How can we make sense of these peculiar and seemingly contradictory findings? The solution lies not in questioning whether journaling is the right thing to do but instead discovering how to do journaling right.
Psychologist James Pennebaker’s decades-long research program on something he calls expressive writing provides powerful direction in finding the answer. It involves writing, for 20 to 30 minutes at a time, on our “deepest thoughts and feelings about issues that have made a big impact on [our] lives.” Pennebaker has found that it helps virtually everyone who’s experienced a significant challenge. Even though some people find writing about their struggles to be distressing in the short term, nearly all see longer-term improvements in their mood and well-being.
Pennebaker and his colleagues have shown that people who engage in expressive writing have better memories, higher grade point averages, less absenteeism from work, and quicker re-employment after job loss.
Intuitively, one might think that the more we study positive events in our journal entries, the more psychological benefits we’ll reap from the experience. But this is a myth. In one study, participants wrote about one of their happiest times for eight minutes a day over the course of three days. Some were told to extensively analyze the event and others were instructed simply to relive it.
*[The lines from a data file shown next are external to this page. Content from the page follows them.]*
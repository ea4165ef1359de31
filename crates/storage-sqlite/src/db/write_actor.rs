//! Dedicated writer thread. All mutations funnel through one connection and
//! each submitted job runs inside its own `BEGIN IMMEDIATE` transaction.
//!
//! Serializing writers this way gives every job all-or-nothing semantics and
//! keeps overlapping catalog sync runs from interleaving their upserts: two
//! concurrent runs execute back-to-back, never mixed.

use diesel::r2d2::{ConnectionManager, Pool};
use diesel::sqlite::SqliteConnection;
use log::error;
use tokio::sync::{mpsc, oneshot};

use holocron_core::errors::{DatabaseError, Error, Result};

use crate::errors::StorageError;

type WriteJob = Box<dyn FnOnce(&mut SqliteConnection) + Send + 'static>;

/// Handle for submitting write jobs to the writer thread.
#[derive(Clone)]
pub struct WriteHandle {
    tx: mpsc::UnboundedSender<WriteJob>,
}

/// Transaction-internal error carrier: either an application error from the
/// job or a diesel error raised by the transaction machinery itself.
enum TxError {
    App(Error),
    Db(diesel::result::Error),
}

impl From<diesel::result::Error> for TxError {
    fn from(err: diesel::result::Error) -> Self {
        TxError::Db(err)
    }
}

impl WriteHandle {
    /// Run one closure inside an immediate transaction on the writer
    /// connection. An `Err` return rolls every write of the closure back.
    pub async fn exec<T, F>(&self, job: F) -> Result<T>
    where
        T: Send + 'static,
        F: FnOnce(&mut SqliteConnection) -> Result<T> + Send + 'static,
    {
        let (done_tx, done_rx) = oneshot::channel();
        let boxed: WriteJob = Box::new(move |conn| {
            let outcome = conn
                .immediate_transaction::<T, TxError, _>(|tx_conn| {
                    job(tx_conn).map_err(TxError::App)
                })
                .map_err(|err| match err {
                    TxError::App(app) => app,
                    TxError::Db(db) => Error::from(StorageError::from(db)),
                });
            let _ = done_tx.send(outcome);
        });

        self.tx.send(boxed).map_err(|_| writer_gone())?;
        done_rx.await.map_err(|_| writer_gone())?
    }
}

fn writer_gone() -> Error {
    Error::Database(DatabaseError::Internal(
        "Database writer is not running".to_string(),
    ))
}

/// Spawn the writer thread for a pool. The thread holds one connection for
/// its lifetime and drains jobs until every handle is dropped.
pub fn spawn_writer(pool: Pool<ConnectionManager<SqliteConnection>>) -> WriteHandle {
    let (tx, mut rx) = mpsc::unbounded_channel::<WriteJob>();

    std::thread::spawn(move || {
        let mut conn = match pool.get() {
            Ok(conn) => conn,
            Err(err) => {
                error!("writer thread failed to acquire a connection: {err}");
                return;
            }
        };
        while let Some(job) = rx.blocking_recv() {
            job(&mut conn);
        }
    });

    WriteHandle { tx }
}
use std::collections::{HashMap, HashSet};
use std::sync::Arc;

use async_trait::async_trait;
use chrono::Utc;
use diesel::prelude::*;
use diesel::sqlite::SqliteConnection;
use uuid::Uuid;

use holocron_core::starships::{NewStarship, Starship, StarshipDetails, StarshipRepositoryTrait};
use holocron_core::{Error, Result};

use crate::characters::load_character_details;
use crate::db::{get_connection, DbPool, WriteHandle};
use crate::errors::StorageError;
use crate::schema::{starship_pilots, starships};

use super::model::{StarshipDB, StarshipPilotDB};

/// Load starship rows with their pilots embedded. `ids` restricts the
/// result; `None` loads the whole collection.
pub(crate) fn load_starship_details(
    conn: &mut SqliteConnection,
    ids: Option<&[String]>,
) -> Result<Vec<StarshipDetails>> {
    let rows: Vec<StarshipDB> = match ids {
        Some(ids) => starships::table
            .filter(starships::id.eq_any(ids))
            .order(starships::name.asc())
            .select(StarshipDB::as_select())
            .load(conn)
            .map_err(StorageError::from)?,
        None => starships::table
            .order(starships::name.asc())
            .select(StarshipDB::as_select())
            .load(conn)
            .map_err(StorageError::from)?,
    };

    let starship_ids: Vec<String> = rows.iter().map(|row| row.id.clone()).collect();
    let links: Vec<StarshipPilotDB> = starship_pilots::table
        .filter(starship_pilots::starship_id.eq_any(&starship_ids))
        .select(StarshipPilotDB::as_select())
        .load(conn)
        .map_err(StorageError::from)?;

    let pilot_ids: Vec<String> = links.iter().map(|link| link.character_id.clone()).collect();
    let pilots_by_id: HashMap<String, _> = load_character_details(conn, Some(&pilot_ids))?
        .into_iter()
        .map(|details| (details.character.id.clone(), details))
        .collect();

    let mut pilots_per_starship: HashMap<String, Vec<String>> = HashMap::new();
    for link in links {
        pilots_per_starship
            .entry(link.starship_id)
            .or_default()
            .push(link.character_id);
    }

    Ok(rows
        .into_iter()
        .map(|row| {
            let pilots = pilots_per_starship
                .remove(&row.id)
                .unwrap_or_default()
                .into_iter()
                .filter_map(|character_id| pilots_by_id.get(&character_id).cloned())
                .collect();
            StarshipDetails {
                starship: Starship::from(row),
                pilots,
            }
        })
        .collect())
}

pub(crate) fn get_starship_details(
    conn: &mut SqliteConnection,
    starship_id: &str,
) -> Result<StarshipDetails> {
    load_starship_details(conn, Some(&[starship_id.to_string()]))?
        .pop()
        .ok_or_else(|| Error::not_found("Starship"))
}

/// Replace the starship's pilot association set with exactly the given
/// membership (duplicates collapsed).
pub(crate) fn replace_starship_pilots(
    conn: &mut SqliteConnection,
    starship_id: &str,
    character_ids: &[String],
) -> Result<()> {
    diesel::delete(starship_pilots::table.filter(starship_pilots::starship_id.eq(starship_id)))
        .execute(conn)
        .map_err(StorageError::from)?;

    let mut seen = HashSet::new();
    let links: Vec<StarshipPilotDB> = character_ids
        .iter()
        .filter(|character_id| seen.insert((*character_id).clone()))
        .map(|character_id| StarshipPilotDB {
            starship_id: starship_id.to_string(),
            character_id: character_id.clone(),
        })
        .collect();

    if !links.is_empty() {
        diesel::insert_into(starship_pilots::table)
            .values(&links)
            .execute(conn)
            .map_err(StorageError::from)?;
    }
    Ok(())
}

pub struct StarshipRepository {
    pool: Arc<DbPool>,
    writer: WriteHandle,
}

impl StarshipRepository {
    pub fn new(pool: Arc<DbPool>, writer: WriteHandle) -> Self {
        Self { pool, writer }
    }
}

#[async_trait]
impl StarshipRepositoryTrait for StarshipRepository {
    fn list_starships(&self) -> Result<Vec<StarshipDetails>> {
        let mut conn = get_connection(&self.pool)?;
        load_starship_details(&mut conn, None)
    }

    fn get_starship(&self, starship_id: &str) -> Result<StarshipDetails> {
        let mut conn = get_connection(&self.pool)?;
        get_starship_details(&mut conn, starship_id)
    }

    async fn create_starship(&self, new_starship: NewStarship) -> Result<StarshipDetails> {
        self.writer
            .exec(move |conn| {
                let now = Utc::now().naive_utc();
                let row = StarshipDB::from_new(&new_starship, Uuid::new_v4().to_string(), now, now);
                diesel::insert_into(starships::table)
                    .values(&row)
                    .execute(conn)
                    .map_err(StorageError::from)?;
                replace_starship_pilots(conn, &row.id, &new_starship.pilots)?;
                get_starship_details(conn, &row.id)
            })
            .await
    }

    async fn update_starship(
        &self,
        starship_id: &str,
        update: NewStarship,
    ) -> Result<StarshipDetails> {
        let starship_id = starship_id.to_string();
        self.writer
            .exec(move |conn| {
                let current = starships::table
                    .find(&starship_id)
                    .select(StarshipDB::as_select())
                    .first::<StarshipDB>(conn)
                    .optional()
                    .map_err(StorageError::from)?
                    .ok_or_else(|| Error::not_found("Starship"))?;

                let row = StarshipDB::from_new(
                    &update,
                    current.id.clone(),
                    current.created_at,
                    Utc::now().naive_utc(),
                );
                diesel::update(starships::table.find(&current.id))
                    .set(&row)
                    .execute(conn)
                    .map_err(StorageError::from)?;
                replace_starship_pilots(conn, &current.id, &update.pilots)?;
                get_starship_details(conn, &current.id)
            })
            .await
    }

    async fn delete_starship(&self, starship_id: &str) -> Result<usize> {
        let starship_id = starship_id.to_string();
        self.writer
            .exec(move |conn| {
                let affected = diesel::delete(starships::table.find(&starship_id))
                    .execute(conn)
                    .map_err(StorageError::from)?;
                if affected == 0 {
                    return Err(Error::not_found("Starship"));
                }
                Ok(affected)
            })
            .await
    }
}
The analyzers showed less personal growth, self-acceptance, and well-being than those who relived it. Why is this the case? By examining positive moments too closely, we suck the joy right out of them. Therefore, the first take-home in seeking insight from journaling is to explore the negative and not overthink the positive.
Another trap journalers can fall prey to is using the activity solely as an outlet for discharging emotions. Interestingly, the myriad benefits of expressive writing only emerge when we write about both the factual and the emotional aspects of the events we’re describing—neither on its own is effective in producing insight.
Logically, this makes sense: if we don’t explore our emotions, we’re not fully processing the experience, and if we don’t explore the facts, we risk getting sucked into an unproductive spiral. True insight only happens when we process both our thoughts and our feelings.
Moderation, even in reflection
The final thing to keep in mind about journaling should be welcome news to everyone but Mr. Kempthorne. To ensure maximum benefits, it’s probably best that you don’t write every day. Pennebaker says, “that people should not write about a horrible event for more than a couple of weeks. You risk getting into a sort of navel-gazing or cycle of self-pity. But standing back every now and then and evaluating where you are in life is really important.”
Of course, if you’re a prolific journaler, the right approach may require some restraint. But with a little self-discipline, you can easily train yourself to write less and learn more.
The capacity for self-examination is uniquely human. Though chimpanzees, dolphins, elephants, and even pigeons can recognize their images in a mirror, human beings are the only species with the capacity for introspection—that is, the ability to consciously examine our thoughts, feelings, motives, and behaviors. But many people are doing it wrong.
By avoiding these three pitfalls on the journey to self-discovery, you can realize the greatest benefit of journaling—to know yourself.